Chapter 19 — Earth’s Polaris-Vega-Polaris (PVP) orbit

We shall now proceed to see how the TYCHOS model can account for the “precession of the equinoxes”.

If, as posited by the TYCHOS, Earth does not wobble around its polar axis, it follows that we need to explain how and why our Pole Stars keep changing over the centuries. The binary star Thuban, for instance, was our “North star” roughly 4800 years ago. About 10,800 years from now, the binary star Vega will become our “North star”. In our current epoch, the triple-binary star Polaris is our “North star”.

Here is a classic illustration (well-known to astronomers) plotting the circular motion responsible for our “North Stars” to change over time, thought by some to be caused by that “Lunisolar wobble”. Note that, if viewed from above our North Pole, this circular motion proceeds in a clockwise direction.

Above — from Professor Mahoney’s Astronomy Website by Robert Mahoney (2016)

Now, if Earth doesn’t wobble, could it instead be physically moving clockwise (as seen from our North stars) below the circular path which extends from Polaris to Vega, and back again to Polaris? Surely, this wouldn’t be too much of a fanciful proposition; after all, everything else moves in a circular orbit.

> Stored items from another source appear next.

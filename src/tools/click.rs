use crate::error::{Result, WrapupError};
use crate::tools::{Tool, ToolContext, ToolResult};
use schemars::JsonSchema;
use serde::{Deserialize, Serialize};

#[derive(Debug, Clone, Serialize, Deserialize, JsonSchema)]
pub struct ClickParams {
    /// CSS selector, or XPath prefixed with `xpath=`
    pub selector: String,
}

/// Click an element once it is rendered, waiting up to the session page timeout
#[derive(Default)]
pub struct ClickTool;

impl Tool for ClickTool {
    type Params = ClickParams;

    fn name(&self) -> &str {
        "click"
    }

    fn execute_typed(&self, params: ClickParams, context: &mut ToolContext) -> Result<ToolResult> {
        let session = context.session;
        session
            .wait_for_element(&params.selector, session.page_timeout())?
            .click()
            .map_err(|e| WrapupError::ToolExecutionFailed { tool: "click".to_string(), reason: e.to_string() })?;

        Ok(ToolResult::success_with(serde_json::json!({ "clicked": params.selector })))
    }
}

Let us put this proposition to the test and see if we can find out at what speed the Earth would travel (as it completes this 360° journey) around a circle which I have called the PVP orbit (Polaris-Vega-Polaris). To do so, we will first need to estimate the diameter of our orbit. My next graphic illustrates the methodology behind my determination of this diameter.

The PVP orbit — Earth’s path below our North Stars

Perusing the NEAVE Planetarium, we can see that the Sun (as it moves around our 360° celestial sphere) covers a distance subtending 2 hours 56 minutes of RA (Right Ascension) in 44 days or 1056 hours. We can therefore perform a simple calculation to establish the diameter of our PVP orbit. Assuming the Sun travels at 107,226 km/h, in 1056 hours the Sun would cover the distance of:

107,226 km/h X 1056h = 113,230,656 km
The diameter of our PVP orbit

The circumference of Earth’s orbit from these reliable figures will be:

113,230,656 km X π ≈ 355,724,597 km
The circumference of our PVP orbit

There are 8766 hours in 365.25 days. Therefore, 25344 years will add up to:

25344 X 8766 hours = 222,165,504 hours

Now that we know how many hours that Earth will need to cover the distance of 355,724,597 km (the PVP orbit’s circumference), we may compute Earth’s orbital speed:

355,724,597 km / 222,165,504 hours ≈ 1.601169 km/h or approximately 1 mph !
(1 mph = 1.609344 km)

That’s right: 1 mph. Or about 1.6 km/h. This is Earth’s proposed orbital speed in the TYCHOS model.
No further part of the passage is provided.